In a court motion filed late Monday, Mr. Durham said the slew of emails undercuts the assertion of Clinton campaign officials that Fusion GPS’s research for them should be protected under attorney-client privilege.
The story-peddling by Fusion GPS led to a number of negative stories on Trump including:
-- A Wall Street Journal article about a Trump adviser meeting with a former KGB official close to Russian President Vladimir Putin
-- A Washington Post story about a Trump campaign adviser investing in Russia
-- New York Times and Reuters articles about the FBI investigating a secret setup between Trump and Russia’s Alfa Bank.
There was no 'secret' link between Trump Tower and the former president's campaign and the Kremlin-aligned Alfa Bank; that was pure fiction. There was also no Trump adviser meeting with the KGB nor anything to the story that a Trump adviser had been or was investing in Russia (and even if there were, the investment was not considered illegal or improper -- unlike the Biden Crime Family taking money from the Moscow mayor's wife or a ChiCom government-controlled bank).

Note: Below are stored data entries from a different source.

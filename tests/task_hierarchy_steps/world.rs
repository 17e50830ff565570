//! Shared world state for task hierarchy BDD scenarios.

use std::collections::HashMap;
use std::sync::Arc;

use mockable::DefaultClock;
use rstest::fixture;
use tasktree::task::{
    adapters::memory::InMemoryTaskRepository,
    domain::{TaskCode, TaskStatus},
    services::{TaskManager, TaskManagerError, TaskRequest, TaskView},
};

/// Manager type used by the BDD world.
pub type TestTaskManager = TaskManager<InMemoryTaskRepository, DefaultClock>;

/// Scenario world for task hierarchy behaviour tests.
pub struct TaskHierarchyWorld {
    pub manager: TestTaskManager,
    /// Issued codes keyed by the scenario's task names.
    pub codes: HashMap<String, TaskCode>,
    pub last_outcome: Option<Result<(), TaskManagerError>>,
}

impl TaskHierarchyWorld {
    /// Creates a world backed by an empty repository.
    #[must_use]
    pub fn new() -> Self {
        let manager = TaskManager::new(
            Arc::new(InMemoryTaskRepository::new()),
            Arc::new(DefaultClock),
        );

        Self {
            manager,
            codes: HashMap::new(),
            last_outcome: None,
        }
    }

    /// Returns the code issued for a named task.
    ///
    /// # Errors
    ///
    /// Returns an error if no task with that name was created in the
    /// scenario.
    pub fn code_of(&self, name: &str) -> Result<TaskCode, eyre::Report> {
        self.codes
            .get(name)
            .cloned()
            .ok_or_else(|| eyre::eyre!("no task named {name} in scenario world"))
    }

    /// Creates a task named `name`, optionally below `parent_code`, and
    /// records its code.
    ///
    /// # Errors
    ///
    /// Returns the manager's error when creation fails.
    pub fn create(
        &mut self,
        name: &str,
        parent_code: Option<&str>,
    ) -> Result<TaskView, TaskManagerError> {
        let request = TaskRequest::new(name, TaskStatus::Pending);
        let with_parent = match parent_code {
            Some(code) => request.with_parent_code(code),
            None => request,
        };
        let created = run_async(self.manager.create(with_parent))?;
        self.codes.insert(name.to_owned(), created.code.clone());
        Ok(created)
    }
}

impl Default for TaskHierarchyWorld {
    fn default() -> Self {
        Self::new()
    }
}

/// Fixture that creates a new scenario world.
#[fixture]
pub fn world() -> TaskHierarchyWorld {
    TaskHierarchyWorld::default()
}

/// Runs an async operation within sync step definitions.
pub fn run_async<T>(future: impl std::future::Future<Output = T>) -> T {
    tokio::task::block_in_place(|| tokio::runtime::Handle::current().block_on(future))
}
//! Externally visible task codes.
//!
//! Codes use the `AA-00-xxxx` layout: two uppercase ASCII letters, a hyphen,
//! two ASCII digits, a hyphen, and four characters drawn from lowercase ASCII
//! letters and digits. Every code is exactly [`CODE_LENGTH`] bytes long.

use super::TaskDomainError;
use serde::{Deserialize, Serialize};
use std::borrow::Borrow;
use std::fmt;

/// Total length of a well-formed task code, separators included.
pub const CODE_LENGTH: usize = 10;

/// Separator between code groups.
pub const CODE_SEPARATOR: char = '-';

/// Unique, immutable task code assigned at creation.
#[derive(Debug, Clone, PartialEq, Eq, PartialOrd, Ord, Hash, Serialize, Deserialize)]
#[serde(try_from = "String", into = "String")]
pub struct TaskCode(String);

impl TaskCode {
    /// Parses a task code, rejecting any structural mismatch.
    ///
    /// # Errors
    ///
    /// Returns [`TaskDomainError::InvalidCode`] when the value has the wrong
    /// length, a character from the wrong class, or a misplaced separator.
    pub fn parse(value: impl Into<String>) -> Result<Self, TaskDomainError> {
        let raw = value.into();
        if !Self::is_well_formed(&raw) {
            return Err(TaskDomainError::InvalidCode(raw));
        }
        Ok(Self(raw))
    }

    /// Returns `true` when `value` matches the `AA-00-xxxx` layout exactly.
    #[must_use]
    pub fn is_well_formed(value: &str) -> bool {
        value.len() == CODE_LENGTH
            && value
                .bytes()
                .enumerate()
                .all(|(position, byte)| match position {
                    0 | 1 => byte.is_ascii_uppercase(),
                    2 | 5 => char::from(byte) == CODE_SEPARATOR,
                    3 | 4 => byte.is_ascii_digit(),
                    _ => byte.is_ascii_digit() || byte.is_ascii_lowercase(),
                })
    }

    /// Wraps a code assembled by the generator.
    pub(crate) fn from_generated(value: String) -> Self {
        debug_assert!(Self::is_well_formed(&value), "generated code {value} is malformed");
        Self(value)
    }

    /// Returns the code as `str`.
    #[must_use]
    pub fn as_str(&self) -> &str {
        &self.0
    }
}

impl TryFrom<String> for TaskCode {
    type Error = TaskDomainError;

    fn try_from(value: String) -> Result<Self, Self::Error> {
        Self::parse(value)
    }
}

impl From<TaskCode> for String {
    fn from(code: TaskCode) -> Self {
        code.0
    }
}

impl AsRef<str> for TaskCode {
    fn as_ref(&self) -> &str {
        self.as_str()
    }
}

impl Borrow<str> for TaskCode {
    fn borrow(&self) -> &str {
        &self.0
    }
}

impl fmt::Display for TaskCode {
    fn fmt(&self, f: &mut fmt::Formatter<'_>) -> fmt::Result {
        f.write_str(&self.0)
    }
}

“We’ve known for quite some time what happened here. And what the Durham indictments are just proving is how not only complicit but the Clinton campaign did this. They literally did this,” Sen. Ron Johnson (R-Wis.), who has been investigating the origins of the Trump-Russia collusion hoax along with Sen. Charles Grassley (R-Iowa) for years, told the Times.
“What the Clinton campaign did in terms of political dirty tricks, we are still putting up with the repercussions. Would Vladimir Putin have invaded Ukraine if Trump was still in office? That’s an interesting question,” he added.